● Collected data
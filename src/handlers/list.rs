use anyhow::Result;
use colored::*;
use std::borrow::Cow;
use std::ffi::OsString;
use std::io::Write;
use std::path::Path;
use crate::checks::{Check, verify};
use crate::context::Context;
use crate::filesystem::FileSystem;
use crate::handlers::Outcome;
use crate::handlers::common::{SizeReading, dir_marker, file_marker, human_reading, read_size};
use crate::utils::{human_readable_size, pluralize};

const SIZE_COLUMN: usize = 10;

#[derive(Debug, Clone, PartialEq)]
pub enum EntryKind {
    Dir,
    File(SizeReading),
}

#[derive(Debug, Clone, PartialEq)]
pub struct ListedEntry {
    pub name: OsString,
    pub kind: EntryKind,
}

impl ListedEntry {
    pub fn display_name(&self) -> Cow<'_, str> {
        self.name.to_string_lossy()
    }
}

#[derive(Debug, Default, Clone, Copy, PartialEq, Eq)]
pub struct Totals {
    pub files: u64,
    pub dirs: u64,
    pub bytes: u64,
}

#[derive(Debug, Clone, PartialEq)]
pub struct Listing {
    pub entries: Vec<ListedEntry>,
}

impl Listing {
    /// Files whose size could not be read are left out of both the file
    /// count and the byte total.
    pub fn totals(&self) -> Totals {
        let mut totals = Totals::default();
        for entry in &self.entries {
            match entry.kind {
                EntryKind::Dir => totals.dirs += 1,
                EntryKind::File(reading) => {
                    if let Some(bytes) = reading.known() {
                        totals.files += 1;
                        totals.bytes += bytes;
                    }
                }
            }
        }
        totals
    }

    pub fn name_width(&self) -> usize {
        self.entries.iter().map(|e| e.display_name().chars().count()).max().unwrap_or(0)
    }
}

pub fn collect_listing(fs: &dyn FileSystem, dir: &Path) -> Result<Listing> {
    verify(fs, &[Check::Directory(dir)])?;

    let entries = fs
        .list_entries(dir)?
        .into_iter()
        .map(|name| {
            let full = dir.join(&name);
            let kind = if fs.is_directory(&full) {
                EntryKind::Dir
            } else {
                EntryKind::File(read_size(fs, &full))
            };
            ListedEntry { name, kind }
        })
        .collect();

    Ok(Listing { entries })
}

pub fn render_listing(out: &mut dyn Write, listing: &Listing) -> Result<()> {
    let width = listing.name_width();

    for entry in &listing.entries {
        match entry.kind {
            EntryKind::Dir => writeln!(out, "{} {:<width$}/", dir_marker(), entry.display_name())?,
            EntryKind::File(reading) => writeln!(
                out,
                "{} {:<width$}{:>SIZE_COLUMN$}",
                file_marker(),
                entry.display_name(),
                human_reading(reading)
            )?,
        }
    }

    let totals = listing.totals();
    writeln!(
        out,
        "{} {} {}, {} {}, общий размер: {}",
        "Итого:".bold(),
        totals.files,
        pluralize(totals.files, "файл", "файла", "файлов"),
        totals.dirs,
        pluralize(totals.dirs, "папка", "папки", "папок"),
        human_readable_size(totals.bytes)
    )?;
    Ok(())
}

pub fn handle_list(ctx: &mut Context<'_>, path: &Path) -> Result<Outcome> {
    writeln!(ctx.out, "Вы находитесь в {}", path.display().to_string().cyan())?;

    let listing = collect_listing(ctx.fs, path)?;
    render_listing(ctx.out, &listing)?;
    Ok(Outcome::Done)
}
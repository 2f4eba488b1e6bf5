use crate::context::Context;
use anyhow::Result;
use colored::*;
use log::info;
use std::io::{BufRead, Write};

#[derive(Debug, Clone, Copy, PartialEq, Eq)]
pub enum Answer {
    Yes,
    No,
    Invalid,
}

/// Accepts `y`/`n` and their Cyrillic counterparts `д`/`н`.
pub fn parse_confirmation(raw: &str) -> Answer {
    match raw.trim().to_lowercase().as_str() {
        "y" | "д" => Answer::Yes,
        "n" | "н" => Answer::No,
        _ => Answer::Invalid,
    }
}

/// Asks before deleting `name`. `force` answers yes without prompting;
/// end of input counts as no.
pub fn confirm(ctx: &mut Context<'_>, name: &str, force: bool) -> Result<bool> {
    if force {
        return Ok(true);
    }

    writeln!(
        ctx.out,
        "Вы действительно хотите удалить {}? Введите y/n, д/н для подтверждения:",
        name.bold()
    )?;

    loop {
        ctx.out.flush()?;
        let mut line = String::new();
        if ctx.input.read_line(&mut line)? == 0 {
            info!("confirmation input closed, treating as 'no'");
            return Ok(false);
        }

        match parse_confirmation(&line) {
            Answer::Yes => return Ok(true),
            Answer::No => return Ok(false),
            Answer::Invalid => {
                writeln!(
                    ctx.out,
                    "{} Пожалуйста введите y/n, д/н",
                    "Введены некорректные данные!".yellow()
                )?;
            }
        }
    }
}

#[cfg(test)]
mod tests {
    use super::*;
    use crate::filesystem::RealFileSystem;

    #[test]
    fn test_parse_confirmation() {
        assert_eq!(parse_confirmation("y\n"), Answer::Yes);
        assert_eq!(parse_confirmation("Д"), Answer::Yes);
        assert_eq!(parse_confirmation(" n "), Answer::No);
        assert_eq!(parse_confirmation("н"), Answer::No);
        assert_eq!(parse_confirmation("yes"), Answer::Invalid);
        assert_eq!(parse_confirmation(""), Answer::Invalid);
    }

    fn ask(input: &str, force: bool) -> (bool, String) {
        let mut out = Vec::new();
        let mut reader = input.as_bytes();
        let answer = {
            let mut ctx = Context::new(&RealFileSystem, &mut out, &mut reader);
            confirm(&mut ctx, "notes.txt", force).unwrap()
        };
        (answer, String::from_utf8(out).unwrap())
    }

    #[test]
    fn test_confirm_reprompts_until_valid() {
        let (answer, out) = ask("maybe\n???\nд\n", false);
        assert!(answer);
        assert_eq!(out.matches("Пожалуйста введите").count(), 2);
    }

    #[test]
    fn test_confirm_force_skips_prompt() {
        let (answer, out) = ask("", true);
        assert!(answer);
        assert!(out.is_empty());
    }

    #[test]
    fn test_confirm_eof_is_no() {
        let (answer, _) = ask("what\n", false);
        assert!(!answer);
    }
}
use std::io;
use std::path::{Path, PathBuf};
use thiserror::Error;

pub type Result<T> = std::result::Result<T, Error>;

/// Failures a command can report. Every variant names the offending path.
#[derive(Debug, Error)]
pub enum Error {
    #[error("{} не существует", .0.display())]
    NotFound(PathBuf),
    #[error("{} уже существует", .0.display())]
    AlreadyExists(PathBuf),
    #[error("нет прав доступа к {}", .0.display())]
    PermissionDenied(PathBuf),
    #[error("{} не является директорией", .0.display())]
    NotADirectory(PathBuf),
    #[error("ошибка при работе с {}: {source}", .path.display())]
    Os {
        path: PathBuf,
        #[source]
        source: io::Error,
    },
}

impl Error {
    /// Classifies an OS error raised while operating on `path`.
    pub fn from_io(err: io::Error, path: &Path) -> Self {
        let path = path.to_path_buf();
        match err.kind() {
            io::ErrorKind::NotFound => Error::NotFound(path),
            io::ErrorKind::AlreadyExists => Error::AlreadyExists(path),
            io::ErrorKind::PermissionDenied => Error::PermissionDenied(path),
            io::ErrorKind::NotADirectory => Error::NotADirectory(path),
            _ => Error::Os { path, source: err },
        }
    }

    pub fn is_permission_denied(&self) -> bool {
        matches!(self, Error::PermissionDenied(_))
    }
}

● TASK INSTRUCTIONS
The number of lines above containing the word "bool" is all that should be returned.

● ANSWER BELOW
3